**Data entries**
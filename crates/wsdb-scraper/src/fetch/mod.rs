//! Fetch strategy selection.
//!
//! Every page fetch starts as a static HTTP request. Each outcome is
//! classified into a [`FailureKind`]:
//!
//! | Outcome | Kind | Action |
//! |---|---|---|
//! | 403/401, challenge page, login redirect, missing anchor | `Escalate` | one headless render in a fresh context |
//! | timeout, connection reset, 408/425/429, 5xx | `Transient` | retry the same strategy (300 ms, 900 ms) |
//! | 404/410, other 4xx, DNS failure, malformed URL | `Permanent` | give up |
//! | cancellation token fired | `Cancelled` | give up |
//!
//! The fetcher never returns `Err`; a [`PageFetch`] carries either the page
//! or the final failure kind, plus per-attempt telemetry.

pub mod intercept;

use std::error::Error as _;
use std::future::Future;
use std::sync::{Arc, Mutex, PoisonError};
use std::time::{Duration, Instant};

use regex::Regex;
use reqwest::StatusCode;
use serde::Serialize;
use tokio_util::sync::CancellationToken;
use wsdb_core::AppConfig;

use crate::error::ScraperError;
use crate::headless::{HeadlessPool, RenderError};
use crate::rate_limit::RateLimiter;
use crate::retry::{retry_with_backoff, FETCH_BACKOFF_MS};

pub use intercept::{looks_intercepted, looks_intercepted_url};

#[derive(Debug, Clone, Copy, PartialEq, Eq, Hash, Serialize)]
pub enum FailureKind {
    /// Anti-bot interception or missing required anchor; worth a headless try.
    Escalate,
    /// Timeout, reset, throttling or 5xx; worth retrying as-is.
    Transient,
    /// 404, DNS failure, malformed URL; retrying cannot help.
    Permanent,
    Cancelled,
}

impl std::fmt::Display for FailureKind {
    fn fmt(&self, f: &mut std::fmt::Formatter<'_>) -> std::fmt::Result {
        let name = match self {
            FailureKind::Escalate => "Escalate",
            FailureKind::Transient => "Transient",
            FailureKind::Permanent => "Permanent",
            FailureKind::Cancelled => "Cancelled",
        };
        f.write_str(name)
    }
}

#[derive(Debug, Clone, Copy, PartialEq, Eq, Serialize)]
#[serde(rename_all = "lowercase")]
pub enum FetchStrategy {
    Static,
    Headless,
}

/// Telemetry for one fetch attempt. Never persisted.
#[derive(Debug, Clone, Serialize)]
pub struct FetchAttempt {
    pub strategy: FetchStrategy,
    pub success: bool,
    #[serde(rename = "latencyMs", serialize_with = "serialize_millis")]
    pub latency: Duration,
    #[serde(skip_serializing_if = "Option::is_none")]
    pub failure: Option<FailureKind>,
}

fn serialize_millis<S: serde::Serializer>(d: &Duration, s: S) -> Result<S::Ok, S::Error> {
    s.serialize_u64(u64::try_from(d.as_millis()).unwrap_or(u64::MAX))
}

#[derive(Debug, Clone)]
pub struct FetchedPage {
    pub final_url: String,
    pub html: String,
    pub strategy: FetchStrategy,
}

#[derive(Debug)]
pub struct PageFetch {
    pub page: Result<FetchedPage, FailureKind>,
    pub attempts: Vec<FetchAttempt>,
}

/// What to fetch and how far the selector may go to get it.
#[derive(Debug, Clone, Copy)]
pub struct PageRequest<'a> {
    pub url: &'a str,
    /// Rate bucket charged once per attempt, e.g. `"dhgate-detail"`.
    pub bucket: &'a str,
    /// Pattern that must match a usable page; absence escalates.
    pub anchor: Option<&'a Regex>,
    pub allow_headless: bool,
    pub session_cookie: Option<&'a str>,
    pub cancel: Option<&'a CancellationToken>,
}

/// Runs `fut` unless `cancel` fires first, in which case `None`.
pub(crate) async fn cancellable<F: Future>(
    cancel: Option<&CancellationToken>,
    fut: F,
) -> Option<F::Output> {
    match cancel {
        Some(token) => tokio::select! {
            biased;
            () = token.cancelled() => None,
            out = fut => Some(out),
        },
        None => Some(fut.await),
    }
}

/// Maps an HTTP status outside 2xx to a failure kind.
#[must_use]
pub fn classify_status(status: StatusCode) -> FailureKind {
    match status.as_u16() {
        401 | 403 => FailureKind::Escalate,
        408 | 425 | 429 | 500..=599 => FailureKind::Transient,
        _ => FailureKind::Permanent,
    }
}

/// Maps a transport-level `reqwest` error to a failure kind.
#[must_use]
pub fn classify_transport_error(err: &reqwest::Error) -> FailureKind {
    if err.is_builder() {
        return FailureKind::Permanent;
    }
    if err.is_timeout() {
        return FailureKind::Transient;
    }
    if err.is_redirect() {
        return FailureKind::Escalate;
    }
    if err.is_connect() && is_dns_failure(err) {
        return FailureKind::Permanent;
    }
    FailureKind::Transient
}

fn is_dns_failure(err: &reqwest::Error) -> bool {
    let mut source = err.source();
    while let Some(cause) = source {
        let msg = cause.to_string().to_ascii_lowercase();
        if msg.contains("dns")
            || msg.contains("failed to lookup address")
            || msg.contains("name or service not known")
            || msg.contains("no such host")
            || msg.contains("nodename nor servname")
        {
            return true;
        }
        source = cause.source();
    }
    false
}

fn classify_render_error(err: &RenderError) -> FailureKind {
    match err {
        RenderError::Cancelled => FailureKind::Cancelled,
        RenderError::Timeout(_) | RenderError::Network(_) => FailureKind::Transient,
        RenderError::Api { status, .. } if *status == 429 || *status >= 500 => {
            FailureKind::Transient
        }
        RenderError::Unavailable | RenderError::Api { .. } => FailureKind::Escalate,
    }
}

/// Escalates bodies that are challenge pages or lack the required anchor.
fn check_body(final_url: &str, html: &str, anchor: Option<&Regex>) -> Result<(), FailureKind> {
    if looks_intercepted_url(final_url) || looks_intercepted(html) {
        return Err(FailureKind::Escalate);
    }
    if anchor.is_some_and(|re| !re.is_match(html)) {
        return Err(FailureKind::Escalate);
    }
    Ok(())
}

fn is_fetchable_url(url: &str) -> bool {
    reqwest::Url::parse(url)
        .is_ok_and(|u| matches!(u.scheme(), "http" | "https") && u.host_str().is_some())
}

/// Static HTTP fetcher with transient retry and headless escalation.
pub struct Fetcher {
    client: reqwest::Client,
    limiter: Arc<RateLimiter>,
    headless: Arc<HeadlessPool>,
    max_retries: u32,
    backoff_ms: Vec<u64>,
}

impl Fetcher {
    #[must_use]
    pub fn new(
        client: reqwest::Client,
        limiter: Arc<RateLimiter>,
        headless: Arc<HeadlessPool>,
        max_retries: u32,
    ) -> Self {
        Self {
            client,
            limiter,
            headless,
            max_retries,
            backoff_ms: FETCH_BACKOFF_MS.to_vec(),
        }
    }

    /// Builds the HTTP client from config (timeout, user agent).
    ///
    /// # Errors
    ///
    /// Returns [`ScraperError::Http`] if the `reqwest::Client` cannot be built.
    pub fn from_config(
        config: &AppConfig,
        limiter: Arc<RateLimiter>,
        headless: Arc<HeadlessPool>,
    ) -> Result<Self, ScraperError> {
        let client = reqwest::Client::builder()
            .timeout(Duration::from_secs(config.request_timeout_secs))
            .connect_timeout(Duration::from_secs(10))
            .user_agent(&config.user_agent)
            .build()?;
        Ok(Self::new(client, limiter, headless, config.max_retries))
    }

    /// Replaces the transient back-off schedule (tests use zero delays).
    #[must_use]
    pub fn with_backoff_ms(mut self, backoff_ms: Vec<u64>) -> Self {
        self.backoff_ms = backoff_ms;
        self
    }

    #[must_use]
    pub fn client(&self) -> &reqwest::Client {
        &self.client
    }

    #[must_use]
    pub fn limiter(&self) -> &RateLimiter {
        &self.limiter
    }

    pub async fn fetch_page(&self, req: &PageRequest<'_>) -> PageFetch {
        let attempts = Mutex::new(Vec::new());
        let page = self.run(req, &attempts).await;
        let attempts = attempts.into_inner().unwrap_or_else(PoisonError::into_inner);
        if let Err(kind) = &page {
            tracing::debug!(url = req.url, failure = %kind, attempts = attempts.len(), "fetch failed");
        }
        PageFetch { page, attempts }
    }

    async fn run(
        &self,
        req: &PageRequest<'_>,
        attempts: &Mutex<Vec<FetchAttempt>>,
    ) -> Result<FetchedPage, FailureKind> {
        if req.cancel.is_some_and(CancellationToken::is_cancelled) {
            return Err(FailureKind::Cancelled);
        }
        if !is_fetchable_url(req.url) {
            record(attempts, FetchStrategy::Static, Instant::now(), Some(FailureKind::Permanent));
            return Err(FailureKind::Permanent);
        }

        let static_result = retry_with_backoff(
            self.max_retries,
            &self.backoff_ms,
            |kind: &FailureKind| *kind == FailureKind::Transient,
            || async move {
                cancellable(req.cancel, self.limiter.acquire(req.bucket))
                    .await
                    .ok_or(FailureKind::Cancelled)?;
                let started = Instant::now();
                let result = cancellable(req.cancel, self.fetch_static(req))
                    .await
                    .unwrap_or(Err(FailureKind::Cancelled));
                record(attempts, FetchStrategy::Static, started, result.as_ref().err().copied());
                result
            },
        )
        .await;

        match static_result {
            Err(FailureKind::Escalate) if req.allow_headless => {
                tracing::info!(url = req.url, "static fetch intercepted, escalating to headless");
                cancellable(req.cancel, self.limiter.acquire(req.bucket))
                    .await
                    .ok_or(FailureKind::Cancelled)?;
                let started = Instant::now();
                let result = self.fetch_headless(req).await;
                record(attempts, FetchStrategy::Headless, started, result.as_ref().err().copied());
                result
            }
            other => other,
        }
    }

    async fn fetch_static(&self, req: &PageRequest<'_>) -> Result<FetchedPage, FailureKind> {
        let mut request = self.client.get(req.url);
        if let Some(cookie) = req.session_cookie {
            request = request.header(reqwest::header::COOKIE, cookie);
        }
        let response = request
            .send()
            .await
            .map_err(|e| classify_transport_error(&e))?;

        let status = response.status();
        if !status.is_success() {
            return Err(classify_status(status));
        }
        let final_url = response.url().to_string();
        let html = response
            .text()
            .await
            .map_err(|e| classify_transport_error(&e))?;

        check_body(&final_url, &html, req.anchor)?;
        Ok(FetchedPage {
            final_url,
            html,
            strategy: FetchStrategy::Static,
        })
    }

    async fn fetch_headless(&self, req: &PageRequest<'_>) -> Result<FetchedPage, FailureKind> {
        let page = self
            .headless
            .render(req.url, req.session_cookie, req.cancel)
            .await
            .map_err(|e| {
                tracing::warn!(url = req.url, error = %e, "headless render failed");
                classify_render_error(&e)
            })?;
        check_body(&page.final_url, &page.html, req.anchor)?;
        Ok(FetchedPage {
            final_url: page.final_url,
            html: page.html,
            strategy: FetchStrategy::Headless,
        })
    }
}

fn record(
    attempts: &Mutex<Vec<FetchAttempt>>,
    strategy: FetchStrategy,
    started: Instant,
    failure: Option<FailureKind>,
) {
    let attempt = FetchAttempt {
        strategy,
        success: failure.is_none(),
        latency: started.elapsed(),
        failure,
    };
    attempts
        .lock()
        .unwrap_or_else(PoisonError::into_inner)
        .push(attempt);
}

**Instructions to follow**
Exactly the lines from the start of the entries through the one bearing "use wsdb_core::AppConfig;" are to be output, with both ends included.

**Expected output**
filename crates/wsdb-scraper/src/fetch/mod.rs
//! Fetch strategy selection.
//!
//! Every page fetch starts as a static HTTP request. Each outcome is
//! classified into a [`FailureKind`]:
//!
//! | Outcome | Kind | Action |
//! |---|---|---|
//! | 403/401, challenge page, login redirect, missing anchor | `Escalate` | one headless render in a fresh context |
//! | timeout, connection reset, 408/425/429, 5xx | `Transient` | retry the same strategy (300 ms, 900 ms) |
//! | 404/410, other 4xx, DNS failure, malformed URL | `Permanent` | give up |
//! | cancellation token fired | `Cancelled` | give up |
//!
//! The fetcher never returns `Err`; a [`PageFetch`] carries either the page
//! or the final failure kind, plus per-attempt telemetry.

pub mod intercept;

use std::error::Error as _;
use std::future::Future;
use std::sync::{Arc, Mutex, PoisonError};
use std::time::{Duration, Instant};

use regex::Regex;
use reqwest::StatusCode;
use serde::Serialize;
use tokio_util::sync::CancellationToken;
use wsdb_core::AppConfig;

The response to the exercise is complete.